* Exercise data:

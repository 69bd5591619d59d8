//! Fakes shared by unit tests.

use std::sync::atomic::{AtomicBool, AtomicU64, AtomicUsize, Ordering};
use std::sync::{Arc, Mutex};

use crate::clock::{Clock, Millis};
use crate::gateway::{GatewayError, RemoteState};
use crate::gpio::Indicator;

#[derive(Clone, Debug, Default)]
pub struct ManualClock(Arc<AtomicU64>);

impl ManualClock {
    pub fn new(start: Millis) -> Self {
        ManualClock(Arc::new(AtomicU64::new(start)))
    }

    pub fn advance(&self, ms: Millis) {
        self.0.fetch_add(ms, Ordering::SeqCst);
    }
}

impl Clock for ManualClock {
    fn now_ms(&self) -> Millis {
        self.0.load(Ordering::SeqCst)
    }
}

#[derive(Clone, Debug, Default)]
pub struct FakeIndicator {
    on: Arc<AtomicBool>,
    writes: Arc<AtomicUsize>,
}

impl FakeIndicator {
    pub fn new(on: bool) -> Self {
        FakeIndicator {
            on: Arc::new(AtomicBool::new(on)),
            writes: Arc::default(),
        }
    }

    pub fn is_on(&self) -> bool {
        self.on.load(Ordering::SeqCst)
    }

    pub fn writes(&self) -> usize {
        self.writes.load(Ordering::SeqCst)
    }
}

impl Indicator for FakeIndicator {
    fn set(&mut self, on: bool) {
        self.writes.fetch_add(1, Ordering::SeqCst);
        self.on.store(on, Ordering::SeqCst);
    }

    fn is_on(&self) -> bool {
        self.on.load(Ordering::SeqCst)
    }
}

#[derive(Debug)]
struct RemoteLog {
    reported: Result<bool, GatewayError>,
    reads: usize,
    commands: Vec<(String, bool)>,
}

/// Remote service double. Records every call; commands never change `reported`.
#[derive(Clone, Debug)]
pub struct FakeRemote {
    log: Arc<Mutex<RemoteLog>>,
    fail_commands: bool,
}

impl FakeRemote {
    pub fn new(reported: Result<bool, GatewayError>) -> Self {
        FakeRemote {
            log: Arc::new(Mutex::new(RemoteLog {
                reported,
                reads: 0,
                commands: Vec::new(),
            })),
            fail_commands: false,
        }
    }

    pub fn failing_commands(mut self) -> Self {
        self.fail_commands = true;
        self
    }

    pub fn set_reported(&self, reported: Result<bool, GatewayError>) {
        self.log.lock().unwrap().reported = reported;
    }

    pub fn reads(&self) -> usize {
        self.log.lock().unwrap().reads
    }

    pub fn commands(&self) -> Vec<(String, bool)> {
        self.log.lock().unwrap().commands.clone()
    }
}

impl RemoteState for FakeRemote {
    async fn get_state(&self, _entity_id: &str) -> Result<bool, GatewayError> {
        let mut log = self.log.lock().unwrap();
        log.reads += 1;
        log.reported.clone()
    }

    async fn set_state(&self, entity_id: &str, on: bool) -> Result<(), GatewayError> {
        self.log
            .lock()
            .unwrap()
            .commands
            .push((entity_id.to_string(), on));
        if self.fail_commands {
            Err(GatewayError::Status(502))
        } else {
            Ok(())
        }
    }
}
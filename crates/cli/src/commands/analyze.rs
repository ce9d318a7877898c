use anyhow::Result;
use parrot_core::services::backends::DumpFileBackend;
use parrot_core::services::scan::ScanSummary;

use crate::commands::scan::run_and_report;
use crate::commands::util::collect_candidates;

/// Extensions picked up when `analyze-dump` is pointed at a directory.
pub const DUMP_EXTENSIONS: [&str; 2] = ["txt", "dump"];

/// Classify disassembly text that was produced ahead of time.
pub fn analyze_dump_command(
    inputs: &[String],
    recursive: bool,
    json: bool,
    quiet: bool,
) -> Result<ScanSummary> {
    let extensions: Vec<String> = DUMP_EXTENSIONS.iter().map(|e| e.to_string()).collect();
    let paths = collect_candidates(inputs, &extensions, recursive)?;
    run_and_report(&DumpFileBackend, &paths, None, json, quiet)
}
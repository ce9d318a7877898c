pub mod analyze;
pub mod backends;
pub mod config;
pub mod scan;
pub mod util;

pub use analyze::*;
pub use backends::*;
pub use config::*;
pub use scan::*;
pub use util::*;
...
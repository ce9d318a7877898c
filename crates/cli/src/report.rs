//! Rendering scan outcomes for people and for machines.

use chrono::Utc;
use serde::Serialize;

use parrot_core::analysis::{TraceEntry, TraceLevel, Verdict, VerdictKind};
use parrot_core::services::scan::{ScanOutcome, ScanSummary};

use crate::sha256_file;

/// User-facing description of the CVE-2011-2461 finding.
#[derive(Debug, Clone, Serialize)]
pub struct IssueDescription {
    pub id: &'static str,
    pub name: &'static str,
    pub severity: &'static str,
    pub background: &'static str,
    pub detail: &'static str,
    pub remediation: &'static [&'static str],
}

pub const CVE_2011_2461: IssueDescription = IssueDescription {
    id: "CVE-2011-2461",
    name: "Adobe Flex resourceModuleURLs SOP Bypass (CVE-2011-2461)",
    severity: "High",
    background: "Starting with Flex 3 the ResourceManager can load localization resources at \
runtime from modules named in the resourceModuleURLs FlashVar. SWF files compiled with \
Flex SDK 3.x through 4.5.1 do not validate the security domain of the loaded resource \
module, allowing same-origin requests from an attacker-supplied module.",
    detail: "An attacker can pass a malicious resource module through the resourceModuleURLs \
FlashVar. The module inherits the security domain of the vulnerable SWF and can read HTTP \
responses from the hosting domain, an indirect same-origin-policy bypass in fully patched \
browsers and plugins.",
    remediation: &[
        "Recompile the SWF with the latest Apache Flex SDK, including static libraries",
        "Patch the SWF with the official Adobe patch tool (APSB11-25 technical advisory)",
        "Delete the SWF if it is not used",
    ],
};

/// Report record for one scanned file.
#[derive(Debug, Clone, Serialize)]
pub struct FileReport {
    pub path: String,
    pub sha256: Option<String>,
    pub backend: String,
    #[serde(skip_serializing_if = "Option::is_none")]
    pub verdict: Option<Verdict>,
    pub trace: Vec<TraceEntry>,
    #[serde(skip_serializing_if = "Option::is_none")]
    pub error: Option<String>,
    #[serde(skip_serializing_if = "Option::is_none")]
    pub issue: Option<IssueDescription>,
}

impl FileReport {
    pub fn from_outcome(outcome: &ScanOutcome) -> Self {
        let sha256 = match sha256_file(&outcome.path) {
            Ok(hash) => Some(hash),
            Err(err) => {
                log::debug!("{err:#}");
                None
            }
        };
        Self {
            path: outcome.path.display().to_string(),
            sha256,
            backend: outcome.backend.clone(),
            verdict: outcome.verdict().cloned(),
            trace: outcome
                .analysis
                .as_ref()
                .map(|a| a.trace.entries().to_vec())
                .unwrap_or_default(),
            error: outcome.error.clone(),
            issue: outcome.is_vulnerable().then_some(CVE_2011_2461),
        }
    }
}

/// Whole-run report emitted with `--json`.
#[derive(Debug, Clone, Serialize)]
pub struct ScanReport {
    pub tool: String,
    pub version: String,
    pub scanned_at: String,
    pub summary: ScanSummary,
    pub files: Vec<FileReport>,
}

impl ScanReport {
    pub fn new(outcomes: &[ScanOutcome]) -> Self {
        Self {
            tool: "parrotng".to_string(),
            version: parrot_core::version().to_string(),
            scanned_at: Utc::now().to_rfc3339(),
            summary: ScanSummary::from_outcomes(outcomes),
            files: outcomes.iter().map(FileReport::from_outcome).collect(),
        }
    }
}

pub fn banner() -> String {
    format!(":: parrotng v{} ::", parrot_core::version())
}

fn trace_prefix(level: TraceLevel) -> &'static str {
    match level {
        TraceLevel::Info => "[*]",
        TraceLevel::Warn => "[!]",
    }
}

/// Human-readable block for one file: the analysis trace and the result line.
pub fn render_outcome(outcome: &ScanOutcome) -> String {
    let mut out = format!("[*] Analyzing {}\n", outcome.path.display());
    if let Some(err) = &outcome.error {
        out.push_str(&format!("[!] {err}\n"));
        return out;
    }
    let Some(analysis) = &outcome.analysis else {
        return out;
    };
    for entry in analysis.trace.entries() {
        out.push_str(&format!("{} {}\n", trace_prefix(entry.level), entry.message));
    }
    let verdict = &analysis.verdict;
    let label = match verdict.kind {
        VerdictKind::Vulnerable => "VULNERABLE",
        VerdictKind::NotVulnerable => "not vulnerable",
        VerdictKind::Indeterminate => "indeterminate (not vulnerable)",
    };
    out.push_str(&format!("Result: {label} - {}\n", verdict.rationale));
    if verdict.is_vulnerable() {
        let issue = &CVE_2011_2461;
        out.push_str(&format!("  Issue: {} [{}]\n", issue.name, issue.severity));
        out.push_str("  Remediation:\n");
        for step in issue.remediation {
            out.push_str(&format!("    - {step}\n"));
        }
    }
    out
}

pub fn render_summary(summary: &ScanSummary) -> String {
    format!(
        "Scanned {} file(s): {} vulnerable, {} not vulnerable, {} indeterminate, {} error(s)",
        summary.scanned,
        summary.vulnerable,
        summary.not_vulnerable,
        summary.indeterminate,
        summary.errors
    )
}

* What you have to do: Return each line of the material above in which the string "ScanSummary" appears.

* Answer space:
use parrot_core::services::scan::ScanSummary;
) -> Result<ScanSummary> {
use parrot_core::services::scan::{ScanOutcome, ScanSummary};
    pub summary: ScanSummary,
            summary: ScanSummary::from_outcomes(outcomes),
pub fn render_summary(summary: &ScanSummary) -> String {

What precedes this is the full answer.